Loreni que não era besta. A virgindade estava ali, intacta. Formas existiam milhares e a virgindade Loreni guardava para um homem como você. Esfregação, Loreni gostava. E como gostava. Mas casar mesmo só com casa própria e marido rico. Era assim que sempre ouviu falar. Era assim que ia ser. Enquanto isso...
         Você reparte os cabelos, tentando que os fios maiores cubram a calvície. Você se olha no espelho. Ih... a barriga está de lascar, começando a cobrir o cinto.Você murcha a barriga, troca de camisa três vezes, coloca perfume em excesso, arruma as notas na carteira de modo que as mais altas fiquem na frente, despede-se de sua velha mãe, compra flores para Loreni e vai para o ponto de ônibus.
         Você toca a campainha daquela casa de tinta descascada e ela surge, cabelos esvoaçantes, unhas vermelhas, muito batom e pouca roupa, apenas um vestidinho leve de verão, ombros sardentos de fora.
         Loreni recebe as flores e vai guardá-las na água e então você a vê, de costas, tão magra, sambando dentro do vestido justo, sem seios nem bunda, apenas dois caniços depilados surgindo no alto dos sapatos altos e sumindo no estampado da roupa e você se pergunta por que tanto tesão por essa magricela, com tanta boazuda dando sopa por aí??
         Loreni volta, te dá o braço e vocês saem.
         Você grita TÁXI! TÁXI! e pede ao motorista que os leve ao cinema. Você grita NÃO quando Loreni ameaça abrir a bolsa (que só continha pentes e pinturas). Você paga o táxi com uma nota de mil, paga o cinema com uma nota de mil, vocês se sentam na última fila e então as luzes se apagam.
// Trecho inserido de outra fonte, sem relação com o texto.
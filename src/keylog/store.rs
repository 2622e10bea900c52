//! Deduplicating key-log writer.

use parking_lot::Mutex;
use std::collections::HashSet;
use std::fs::{File, OpenOptions};
use std::io::Write;
use std::os::unix::fs::OpenOptionsExt;
use std::path::Path;

use super::KeyLogRecord;
use crate::error::PersistError;

/// Outcome of [`SecretStore::persist`].
#[derive(Debug, Clone, Copy, PartialEq, Eq)]
pub enum Persisted {
    /// Lines appended to the key log, with the number of bytes written.
    Written(usize),
    /// The client random was already written earlier in this run.
    Duplicate,
}

/// Owns the key-log file and the set of client randoms already written.
pub struct SecretStore {
    seen: Mutex<HashSet<String>>,
    writer: Mutex<Box<dyn Write + Send>>,
}

impl SecretStore {
    /// Open `path` for appending, creating it with owner-only permissions.
    pub fn open(path: &Path) -> std::io::Result<Self> {
        let file: File = OpenOptions::new()
            .append(true)
            .create(true)
            .mode(0o600)
            .open(path)?;
        Ok(Self::from_writer(Box::new(file)))
    }

    pub fn from_writer(writer: Box<dyn Write + Send>) -> Self {
        Self {
            seen: Mutex::new(HashSet::new()),
            writer: Mutex::new(writer),
        }
    }

    /// Append the lines of `record` unless its client random was seen before.
    ///
    /// The check-then-insert on the dedup set is a single critical section,
    /// so concurrent callers racing on one client random write exactly once.
    /// All lines of the record go out in one write call.
    pub fn persist(&self, record: &KeyLogRecord) -> Result<Persisted, PersistError> {
        if !self.seen.lock().insert(record.key()) {
            return Ok(Persisted::Duplicate);
        }

        let bytes = record.lines.as_bytes();
        let mut writer = self.writer.lock();
        writer.write_all(bytes).map_err(PersistError::KeyLog)?;
        writer.flush().map_err(PersistError::KeyLog)?;
        Ok(Persisted::Written(bytes.len()))
    }

    /// Whether a record for this client random has been written.
    pub fn contains(&self, client_random: &[u8]) -> bool {
        self.seen.lock().contains(&hex::encode(client_random))
    }

    pub fn len(&self) -> usize {
        self.seen.lock().len()
    }

    pub fn is_empty(&self) -> bool {
        self.len() == 0
    }

    pub fn flush(&self) -> std::io::Result<()> {
        self.writer.lock().flush()
    }
}

#[cfg(test)]
mod tests {
    use super::*;
    use crate::event::TlsVersion;
    use std::io;
    use std::sync::Arc;

    #[derive(Clone, Default)]
    struct SharedBuf(Arc<Mutex<Vec<u8>>>);

    impl Write for SharedBuf {
        fn write(&mut self, buf: &[u8]) -> io::Result<usize> {
            self.0.lock().extend_from_slice(buf);
            Ok(buf.len())
        }

        fn flush(&mut self) -> io::Result<()> {
            Ok(())
        }
    }

    struct BrokenDisk;

    impl Write for BrokenDisk {
        fn write(&mut self, _: &[u8]) -> io::Result<usize> {
            Err(io::Error::new(io::ErrorKind::Other, "disk full"))
        }

        fn flush(&mut self) -> io::Result<()> {
            Ok(())
        }
    }

    fn record(random: u8) -> KeyLogRecord {
        KeyLogRecord {
            client_random: vec![random; 32],
            version: TlsVersion::Tls12,
            lines: format!("CLIENT_RANDOM {} {}\n", hex::encode([random; 32]), "00".repeat(48)),
        }
    }

    #[test]
    fn first_record_wins() {
        let buf = SharedBuf::default();
        let store = SecretStore::from_writer(Box::new(buf.clone()));

        assert!(matches!(store.persist(&record(1)).unwrap(), Persisted::Written(_)));
        assert_eq!(store.persist(&record(1)).unwrap(), Persisted::Duplicate);
        assert!(matches!(store.persist(&record(2)).unwrap(), Persisted::Written(_)));

        let text = String::from_utf8(buf.0.lock().clone()).unwrap();
        assert_eq!(text.lines().count(), 2);
        assert_eq!(store.len(), 2);
        assert!(store.contains(&[1; 32]));
    }

    #[test]
    fn concurrent_writers_persist_once() {
        let buf = SharedBuf::default();
        let store = Arc::new(SecretStore::from_writer(Box::new(buf.clone())));

        let handles: Vec<_> = (0..8)
            .map(|_| {
                let store = store.clone();
                std::thread::spawn(move || {
                    for r in 0..4u8 {
                        store.persist(&record(r)).unwrap();
                    }
                })
            })
            .collect();
        for handle in handles {
            handle.join().unwrap();
        }

        let text = String::from_utf8(buf.0.lock().clone()).unwrap();
        assert_eq!(text.lines().count(), 4);
    }

    // Key-log write failures are surfaced so the caller can stop the
    // process; continuing with a partial key log is not supported.
    #[test]
    fn write_failure_is_reported_as_fatal() {
        let store = SecretStore::from_writer(Box::new(BrokenDisk));
        let err = store.persist(&record(9)).unwrap_err();
        assert!(matches!(err, PersistError::KeyLog(_)));
    }

    #[test]
    fn opens_key_log_owner_only() {
        use std::os::unix::fs::PermissionsExt;

        let dir = tempfile::tempdir().unwrap();
        let path = dir.path().join("keys.log");
        let store = SecretStore::open(&path).unwrap();
        store.persist(&record(3)).unwrap();

        let mode = std::fs::metadata(&path).unwrap().permissions().mode();
        assert_eq!(mode & 0o777, 0o600);
        assert_eq!(std::fs::read_to_string(&path).unwrap(), record(3).lines);
    }
}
         Você passa o braço em volta dos ombros magros da Loreni e ela consente. Você começa a roçar, com a pontinha do dedo, seu braço sardento e ela suspira. Você puxa Loreni para junto de si e ela vem e então você a beija, enquanto a sua outra mão, boba, percorre Loreni em busca de carne. Nada. Mal se percebem os pequenos seios. Azar, é tão bom deixar que sua outra mão percorra Loreni em busca de nada.
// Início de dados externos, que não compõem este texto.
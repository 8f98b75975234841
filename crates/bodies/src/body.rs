//! Planets and moons.

use std::fmt;

use stargen_core::units::solar_to_earth_masses;

use crate::atmosphere::Atmosphere;
use crate::list::BodyList;

/// Broad classification of a generated body.
#[derive(Debug, Clone, Copy, Default, PartialEq, Eq)]
pub enum BodyKind {
    #[default]
    Unknown,
    Rock,
    Venusian,
    Terrestrial,
    Martian,
    Water,
    Ice,
    SubSubGasGiant,
    SubGasGiant,
    GasGiant,
    Asteroids,
    OneFace,
}

impl BodyKind {
    pub fn is_gaseous(self) -> bool {
        matches!(
            self,
            Self::GasGiant | Self::SubGasGiant | Self::SubSubGasGiant
        )
    }
}

impl fmt::Display for BodyKind {
    fn fmt(&self, f: &mut fmt::Formatter<'_>) -> fmt::Result {
        let label = match self {
            Self::Unknown => "Unknown",
            Self::Rock => "Rock",
            Self::Venusian => "Venusian",
            Self::Terrestrial => "Terrestrial",
            Self::Martian => "Martian",
            Self::Water => "Water",
            Self::Ice => "Ice",
            Self::SubSubGasGiant => "Gas Dwarf",
            Self::SubGasGiant => "Sub-Jovian",
            Self::GasGiant => "Jovian",
            Self::Asteroids => "Asteroids",
            Self::OneFace => "1-Face",
        };
        f.write_str(label)
    }
}

/// A planet or moon. Moons share this shape and may, in principle, carry
/// moons of their own.
///
/// `Clone` and `PartialEq` go through [`BodyList`], which walks the moon tree
/// without recursing.
#[derive(Debug, Clone, Default, PartialEq)]
pub struct CelestialBody {
    /// 1-based position in the owning list.
    pub number: u32,
    /// Semi-major axis (AU). For moons, relative to the host planet.
    pub semi_major_axis_au: f64,
    pub eccentricity: f64,
    /// Axial tilt (degrees).
    pub axial_tilt_deg: f64,
    /// Dust mass (solar masses).
    pub dust_mass: f64,
    /// Gas mass (solar masses).
    pub gas_mass: f64,
    pub kind: BodyKind,
    pub radius_km: f64,
    /// Bulk density (g/cm³).
    pub density_g_cm3: f64,
    /// Mean surface temperature (K).
    pub surface_temperature_k: f64,
    /// Surface pressure (millibars).
    pub surface_pressure_mb: f64,
    /// Fraction of the surface covered by liquid water.
    pub hydrosphere: f64,
    pub cloud_cover: f64,
    pub ice_cover: f64,
    pub minor_moons: u32,
    pub atmosphere: Option<Atmosphere>,
    pub moons: BodyList,
}

impl CelestialBody {
    /// Zero-valued body with no atmosphere and no moons.
    pub fn new() -> Self {
        Self::default()
    }

    pub fn with_orbit(mut self, semi_major_axis_au: f64, eccentricity: f64) -> Self {
        self.semi_major_axis_au = semi_major_axis_au;
        self.eccentricity = eccentricity;
        self
    }

    pub fn with_mass(mut self, dust_mass: f64, gas_mass: f64) -> Self {
        self.dust_mass = dust_mass;
        self.gas_mass = gas_mass;
        self
    }

    pub fn with_atmosphere(mut self, atmosphere: Atmosphere) -> Self {
        self.atmosphere = Some(atmosphere);
        self
    }

    pub fn with_moon(mut self, moon: CelestialBody) -> Self {
        self.moons.push(moon);
        self
    }

    /// Total mass (solar masses).
    pub fn mass(&self) -> f64 {
        self.dust_mass + self.gas_mass
    }

    pub fn mass_earth(&self) -> f64 {
        solar_to_earth_masses(self.mass())
    }

    pub fn is_gas_giant(&self) -> bool {
        self.kind.is_gaseous()
    }

    pub fn has_atmosphere(&self) -> bool {
        self.atmosphere.is_some()
    }

    /// Copy of this body with an empty moon list.
    pub(crate) fn without_moons(&self) -> Self {
        Self {
            number: self.number,
            semi_major_axis_au: self.semi_major_axis_au,
            eccentricity: self.eccentricity,
            axial_tilt_deg: self.axial_tilt_deg,
            dust_mass: self.dust_mass,
            gas_mass: self.gas_mass,
            kind: self.kind,
            radius_km: self.radius_km,
            density_g_cm3: self.density_g_cm3,
            surface_temperature_k: self.surface_temperature_k,
            surface_pressure_mb: self.surface_pressure_mb,
            hydrosphere: self.hydrosphere,
            cloud_cover: self.cloud_cover,
            ice_cover: self.ice_cover,
            minor_moons: self.minor_moons,
            atmosphere: self.atmosphere.clone(),
            moons: BodyList::new(),
        }
    }

    /// Field-wise equality ignoring the moon lists.
    pub(crate) fn same_fields(&self, other: &Self) -> bool {
        self.number == other.number
            && self.semi_major_axis_au == other.semi_major_axis_au
            && self.eccentricity == other.eccentricity
            && self.axial_tilt_deg == other.axial_tilt_deg
            && self.dust_mass == other.dust_mass
            && self.gas_mass == other.gas_mass
            && self.kind == other.kind
            && self.radius_km == other.radius_km
            && self.density_g_cm3 == other.density_g_cm3
            && self.surface_temperature_k == other.surface_temperature_k
            && self.surface_pressure_mb == other.surface_pressure_mb
            && self.hydrosphere == other.hydrosphere
            && self.cloud_cover == other.cloud_cover
            && self.ice_cover == other.ice_cover
            && self.minor_moons == other.minor_moons
            && self.atmosphere == other.atmosphere
    }
}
         Lá pelas tantas, você reduz a marcha dos afagos porque Loreni começa a pular na cadeira feito pipoca. Você viu quando alguém da outra fila olhou pra trás.
         Cinemas como esse se repetiriam toda semana, até que um dia você não aguentou mais e, aproveitando que a sua velha mãe estava em Minas, convidou Loreni para ir à sua casa.
         Ela choramingou, discutiu se ofendeu, mas foi.
         Não, você nunca vai se esquecer.
         Loreni foi de calça comprida justa e sapato alto, blusa vermelha de manga bufante, mais perfumada do que nunca.
         Você desabotoa o botão da blusa vermelha de manga bufante, e repara que Loreni tem mais sardas perto dos seios. E que suas pernas terminam em dois ossinhos pontudos. Você também vê.
         Não, você nunca vai se esquecer. Foi no sofá da sala, apenas com a luz do abajur vermelho. Loreni era virgem. Virgem e pura.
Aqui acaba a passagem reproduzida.